First things first. Rice is perhaps the most essential part of Javanese cuisine. It is present at every meal, but for Lebaran, the popular name for Eid al-Fitr in Indonesia, it is made in a distinctive way called Ketupat, in which the rice is wrapped inside a woven palm leaf and then boiled or steamed, so that the grains expand and shape themselves into a distinctive diamond shape. According to some, the woven palm signifies human errors and sins, whereas the whiteness of the rice inside symbolizes renewal and purity, as is attained by a full month of fasting during Ramadan. Ketupat, therefore, is a quintessential Eid dish. Since we are by no means good weavers, we are instead just giving you the good part - sticky cubes of jasmine rice made fragrant by Indonesian pandan leaves. (Vegan, no gluten)

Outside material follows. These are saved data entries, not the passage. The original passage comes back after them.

// src/fetch/documents.rs
//! Report retrieval with an on-disk cache.
//!
//! Downloads go through a per-day cache (`<file-id>_<YYYYMMDD>.xlsx`), so a
//! rerun on the same day never refetches, while a new day always does. Some
//! rubric anchors point at an HTML landing page rather than the file; those
//! are resolved to the first spreadsheet link on the page.

use std::path::Path;

use anyhow::{anyhow, bail, Context, Result};
use chrono::Local;
use reqwest::header::CONTENT_TYPE;
use reqwest::Client;
use scraper::{Html, Selector};
use tokio::fs;
use tracing::debug;
use url::Url;

use super::links::ReportLink;

/// One downloaded report, bytes still unparsed. Consumed once by the
/// workbook parser and dropped.
#[derive(Debug, Clone)]
pub struct RawDocument {
    pub title: String,
    pub url: Url,
    pub bytes: Vec<u8>,
}

/// Fetch one report through the cache. Any failure here is the caller's cue
/// to skip this document and move on.
pub async fn fetch_document(
    client: &Client,
    link: &ReportLink,
    cache_dir: &Path,
) -> Result<RawDocument> {
    let path = cache_dir.join(cache_file_name(&link.url));
    let bytes = if path.exists() {
        debug!(path = %path.display(), "cache hit");
        fs::read(&path)
            .await
            .with_context(|| format!("reading cached report {}", path.display()))?
    } else {
        let bytes = download(client, &link.url).await?;
        fs::write(&path, &bytes)
            .await
            .with_context(|| format!("caching report to {}", path.display()))?;
        bytes
    };
    Ok(RawDocument {
        title: link.title.clone(),
        url: link.url.clone(),
        bytes,
    })
}

fn cache_file_name(url: &Url) -> String {
    let file_id = url
        .path_segments()
        .and_then(|segments| segments.last())
        .filter(|segment| !segment.is_empty())
        .unwrap_or("report");
    format!("{}_{}.xlsx", file_id, Local::now().format("%Y%m%d"))
}

async fn download(client: &Client, url: &Url) -> Result<Vec<u8>> {
    let resp = client.get(url.clone()).send().await?.error_for_status()?;
    let content_type = resp
        .headers()
        .get(CONTENT_TYPE)
        .and_then(|value| value.to_str().ok())
        .unwrap_or("")
        .to_lowercase();

    if is_spreadsheet(&content_type) {
        return Ok(resp.bytes().await?.to_vec());
    }
    if content_type.contains("text/html") {
        let html = resp.text().await?;
        let href = find_spreadsheet_href(&html)
            .ok_or_else(|| anyhow!("landing page at {url} has no spreadsheet link"))?;
        let file_url = url
            .join(&href)
            .with_context(|| format!("joining landing page href {href:?}"))?;
        debug!(url = %file_url, "resolved landing page to spreadsheet");
        let resp = client.get(file_url).send().await?.error_for_status()?;
        return Ok(resp.bytes().await?.to_vec());
    }
    bail!("unexpected content type {content_type:?} at {url}")
}

fn is_spreadsheet(content_type: &str) -> bool {
    content_type.contains("spreadsheet") || content_type.contains("excel")
}

/// First `.xlsx` href on a landing page.
fn find_spreadsheet_href(html: &str) -> Option<String> {
    let selector = Selector::parse("a[href]").expect("anchor selector");
    Html::parse_document(html)
        .select(&selector)
        .filter_map(|anchor| anchor.value().attr("href"))
        .find(|href| href.to_lowercase().contains(".xlsx"))
        .map(|href| href.to_string())
}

Another must-have dish for Lebaran, opor ayam is chicken decadently stewed in coconut milk broth, flavored with a menagerie of Central Javanese herbs and spices. With over 141 million people (~1,000 per sq kilometer), the relatively tiny island of Java is the most populous in the world. And by most accounts, the island is the de-facto center of Indonesia - with the Hindu-Buddhists empires, Islamic Sultanates, and Dutch East Indies all centralized on the island. While it is home to several ethnic groups (such as the Sundanese, Madurese, and Betawi), the Javanese are by far the largest presence and have had the greatest impact on the cuisine of the island. Much of the island’s cuisine stems from the imperial city of Yogyakarta in particular (along with the other imperial city of Solo) - the city itself is considered a special zone of Indonesia, the only one still ruled by a monarchy, was never formally colonized, and even served as the capital of Indonesia from 1946-48 during the Indonesian National Revolution. Besides being a bastion for ballet, batik textiles, and wayang puppetry, the city is home to countless indigenous dishes (like this one) and Jogja’s emphasis on sweetish, herbal flavor has come to broadly define Javanese cuisine. Our version of opor ayam has the rhizome trifecta of ginger, galangal, and kencur root, along with the distinctive Indonesian muntok white peppercorn. It is also incredibly aromatic due to the lemongrass, Indonesian daun salam leaves and fresh makrut lime leaves. Combined with ketupat, this is an Eid staple in Central Java. (Contains candlenuts; no gluten).
Rendang Daging Sapi
One of the national foods of Indonesia, rendang was named the best dish in the world by CNN in 2011, then again in 2017. Okay, we know those lists are rather subjective, but trust us on this one—they’re not too far off! Rendang has its origins in the island of Sumatra, part of the cuisine of the Minangkabau people (the largest matrilineal society in the world!) Rendang is actually the method of preparation and preservation - the meat is cooked until all the liquid evaporates, the coconut milk caramelizes and turns to dark coconut oil, and the spices permeate the meat. Like this, the dish can last weeks without refrigeration in a tropical climate or a long voyage - making it the preferred dish for Indonesian Muslims making the Hajj to Mecca. Today, the cuisine of the Minangkabau people is popular throughout Java, with “Padang restaurants” speckled all over the island (named after the city in western Sumatra). The peripatetic Minangkabau people have spread out throughout the country, and Indonesians often joke that wherever you go throughout the country’s 17,000 islands, you will find someone selling Padang food. Though many of the spices like lime leaves, daun salam leaves, cinnamon, cloves, turmeric, cumin, and pepper are native to the island, others such as star anise, cardamom, and kokum were brought by Indian traders. The dish is very significant for special occasions, such as weddings, or religious ceremonies such as Eid al-Fitr, with the four main ingredients—meat, coconut milk, chilli, and spices—all symbolizing four pillars of society (leaders, intellectuals, clerics, and the rest of the society respectively). In Yogyakarta, it is considered another classic Lebaran dish, although it is even more significant since the First Lady Fatmawati brought homemade beef rendang to freedom fighters in the city during the Indonesian National Revolution in 1946. (Contains candlenuts; no gluten)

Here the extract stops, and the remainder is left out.